Information provided:
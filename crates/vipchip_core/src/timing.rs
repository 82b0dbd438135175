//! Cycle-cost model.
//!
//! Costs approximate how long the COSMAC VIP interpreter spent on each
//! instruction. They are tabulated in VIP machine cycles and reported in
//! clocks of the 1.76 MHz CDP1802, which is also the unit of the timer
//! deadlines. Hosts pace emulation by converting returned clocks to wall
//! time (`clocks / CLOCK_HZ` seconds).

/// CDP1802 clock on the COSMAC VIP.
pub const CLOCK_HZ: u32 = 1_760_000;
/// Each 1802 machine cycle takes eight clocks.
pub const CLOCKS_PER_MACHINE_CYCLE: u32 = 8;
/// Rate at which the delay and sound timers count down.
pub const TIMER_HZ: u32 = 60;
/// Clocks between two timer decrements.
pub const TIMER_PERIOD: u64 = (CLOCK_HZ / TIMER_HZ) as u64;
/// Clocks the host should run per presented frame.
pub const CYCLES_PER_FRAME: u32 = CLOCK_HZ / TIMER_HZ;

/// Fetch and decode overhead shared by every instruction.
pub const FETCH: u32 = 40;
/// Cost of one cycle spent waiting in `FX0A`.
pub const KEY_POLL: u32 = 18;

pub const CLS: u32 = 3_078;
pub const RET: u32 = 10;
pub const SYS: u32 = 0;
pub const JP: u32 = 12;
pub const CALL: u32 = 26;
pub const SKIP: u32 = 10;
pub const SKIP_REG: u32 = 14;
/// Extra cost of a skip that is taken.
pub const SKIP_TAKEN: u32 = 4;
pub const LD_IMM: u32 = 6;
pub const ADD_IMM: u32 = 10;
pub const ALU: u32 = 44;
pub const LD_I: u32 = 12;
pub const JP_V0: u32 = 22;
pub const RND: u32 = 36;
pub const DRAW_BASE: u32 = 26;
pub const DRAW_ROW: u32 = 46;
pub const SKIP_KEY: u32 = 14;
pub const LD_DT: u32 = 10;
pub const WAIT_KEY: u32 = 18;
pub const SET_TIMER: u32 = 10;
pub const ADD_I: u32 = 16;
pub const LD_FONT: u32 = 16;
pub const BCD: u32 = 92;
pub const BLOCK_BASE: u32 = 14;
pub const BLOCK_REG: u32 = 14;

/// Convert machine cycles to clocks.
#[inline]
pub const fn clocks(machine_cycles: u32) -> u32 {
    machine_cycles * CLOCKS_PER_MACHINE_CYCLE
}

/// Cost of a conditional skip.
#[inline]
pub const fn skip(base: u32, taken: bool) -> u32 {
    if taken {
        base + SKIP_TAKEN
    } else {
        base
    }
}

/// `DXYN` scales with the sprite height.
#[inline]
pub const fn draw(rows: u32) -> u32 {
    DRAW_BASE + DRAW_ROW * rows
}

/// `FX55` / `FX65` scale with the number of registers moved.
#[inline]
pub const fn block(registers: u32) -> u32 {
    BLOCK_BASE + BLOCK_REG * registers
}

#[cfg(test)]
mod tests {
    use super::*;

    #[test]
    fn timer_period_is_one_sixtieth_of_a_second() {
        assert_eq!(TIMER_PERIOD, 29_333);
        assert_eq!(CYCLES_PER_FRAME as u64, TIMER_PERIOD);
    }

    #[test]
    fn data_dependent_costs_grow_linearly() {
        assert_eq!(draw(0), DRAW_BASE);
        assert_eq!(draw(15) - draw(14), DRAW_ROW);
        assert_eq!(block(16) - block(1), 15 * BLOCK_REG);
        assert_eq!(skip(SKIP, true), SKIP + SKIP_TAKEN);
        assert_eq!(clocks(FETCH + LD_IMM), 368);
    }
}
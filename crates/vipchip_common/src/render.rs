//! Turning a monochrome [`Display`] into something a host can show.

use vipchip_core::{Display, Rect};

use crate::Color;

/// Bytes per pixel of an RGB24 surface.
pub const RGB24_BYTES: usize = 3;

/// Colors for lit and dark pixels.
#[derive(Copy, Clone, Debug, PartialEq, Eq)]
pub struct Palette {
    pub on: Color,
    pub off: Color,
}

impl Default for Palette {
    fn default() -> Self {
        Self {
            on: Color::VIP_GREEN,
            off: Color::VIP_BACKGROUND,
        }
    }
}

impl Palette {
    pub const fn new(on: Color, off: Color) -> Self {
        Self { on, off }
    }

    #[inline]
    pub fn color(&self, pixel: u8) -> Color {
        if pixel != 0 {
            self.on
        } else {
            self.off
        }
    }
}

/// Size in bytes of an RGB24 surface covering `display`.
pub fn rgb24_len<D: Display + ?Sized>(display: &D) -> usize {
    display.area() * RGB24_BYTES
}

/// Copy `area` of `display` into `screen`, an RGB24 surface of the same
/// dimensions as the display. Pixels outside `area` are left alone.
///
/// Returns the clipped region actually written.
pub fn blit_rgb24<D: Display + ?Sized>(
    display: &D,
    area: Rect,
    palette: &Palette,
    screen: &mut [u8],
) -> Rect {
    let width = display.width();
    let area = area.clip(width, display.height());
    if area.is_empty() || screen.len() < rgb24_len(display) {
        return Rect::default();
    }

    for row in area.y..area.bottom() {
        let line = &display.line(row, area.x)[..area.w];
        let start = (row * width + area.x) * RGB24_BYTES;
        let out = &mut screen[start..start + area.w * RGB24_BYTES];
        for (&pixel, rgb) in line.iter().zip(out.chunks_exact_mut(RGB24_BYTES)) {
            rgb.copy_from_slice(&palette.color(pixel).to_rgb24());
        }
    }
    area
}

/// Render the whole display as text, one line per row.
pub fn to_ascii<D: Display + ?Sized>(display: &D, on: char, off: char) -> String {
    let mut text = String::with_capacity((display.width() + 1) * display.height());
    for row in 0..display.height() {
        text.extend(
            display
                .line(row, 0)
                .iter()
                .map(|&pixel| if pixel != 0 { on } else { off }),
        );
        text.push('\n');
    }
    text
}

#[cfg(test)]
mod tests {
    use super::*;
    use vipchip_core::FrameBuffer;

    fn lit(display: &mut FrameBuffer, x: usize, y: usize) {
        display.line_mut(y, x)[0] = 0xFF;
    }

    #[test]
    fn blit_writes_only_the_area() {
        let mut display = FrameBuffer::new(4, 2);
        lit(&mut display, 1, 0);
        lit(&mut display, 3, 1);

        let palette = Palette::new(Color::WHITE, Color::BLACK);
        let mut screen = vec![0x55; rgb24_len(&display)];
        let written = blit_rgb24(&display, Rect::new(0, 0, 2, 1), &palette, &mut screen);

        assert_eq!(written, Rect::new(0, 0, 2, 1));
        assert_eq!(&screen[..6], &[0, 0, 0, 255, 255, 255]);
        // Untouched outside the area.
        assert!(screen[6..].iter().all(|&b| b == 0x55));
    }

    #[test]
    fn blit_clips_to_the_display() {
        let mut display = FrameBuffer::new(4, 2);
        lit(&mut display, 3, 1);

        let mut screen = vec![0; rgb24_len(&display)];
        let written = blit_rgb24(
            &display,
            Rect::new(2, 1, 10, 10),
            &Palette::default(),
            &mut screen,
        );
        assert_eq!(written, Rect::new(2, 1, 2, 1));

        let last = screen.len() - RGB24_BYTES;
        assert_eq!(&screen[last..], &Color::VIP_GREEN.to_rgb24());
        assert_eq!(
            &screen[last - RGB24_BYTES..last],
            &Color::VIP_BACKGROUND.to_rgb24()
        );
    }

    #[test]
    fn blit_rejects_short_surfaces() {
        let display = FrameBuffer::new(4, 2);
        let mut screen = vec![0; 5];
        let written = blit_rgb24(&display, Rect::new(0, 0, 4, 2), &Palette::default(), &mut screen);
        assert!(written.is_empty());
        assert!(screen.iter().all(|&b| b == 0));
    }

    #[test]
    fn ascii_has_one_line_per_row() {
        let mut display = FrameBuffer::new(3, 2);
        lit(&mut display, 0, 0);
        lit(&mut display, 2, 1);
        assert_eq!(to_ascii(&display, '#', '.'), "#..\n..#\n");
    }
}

Task requirements:
Examine the records and pull out every line where the string "usize" occurs.

Solution:
pub const RGB24_BYTES: usize = 3;
pub fn rgb24_len<D: Display + ?Sized>(display: &D) -> usize {
    fn lit(display: &mut FrameBuffer, x: usize, y: usize) {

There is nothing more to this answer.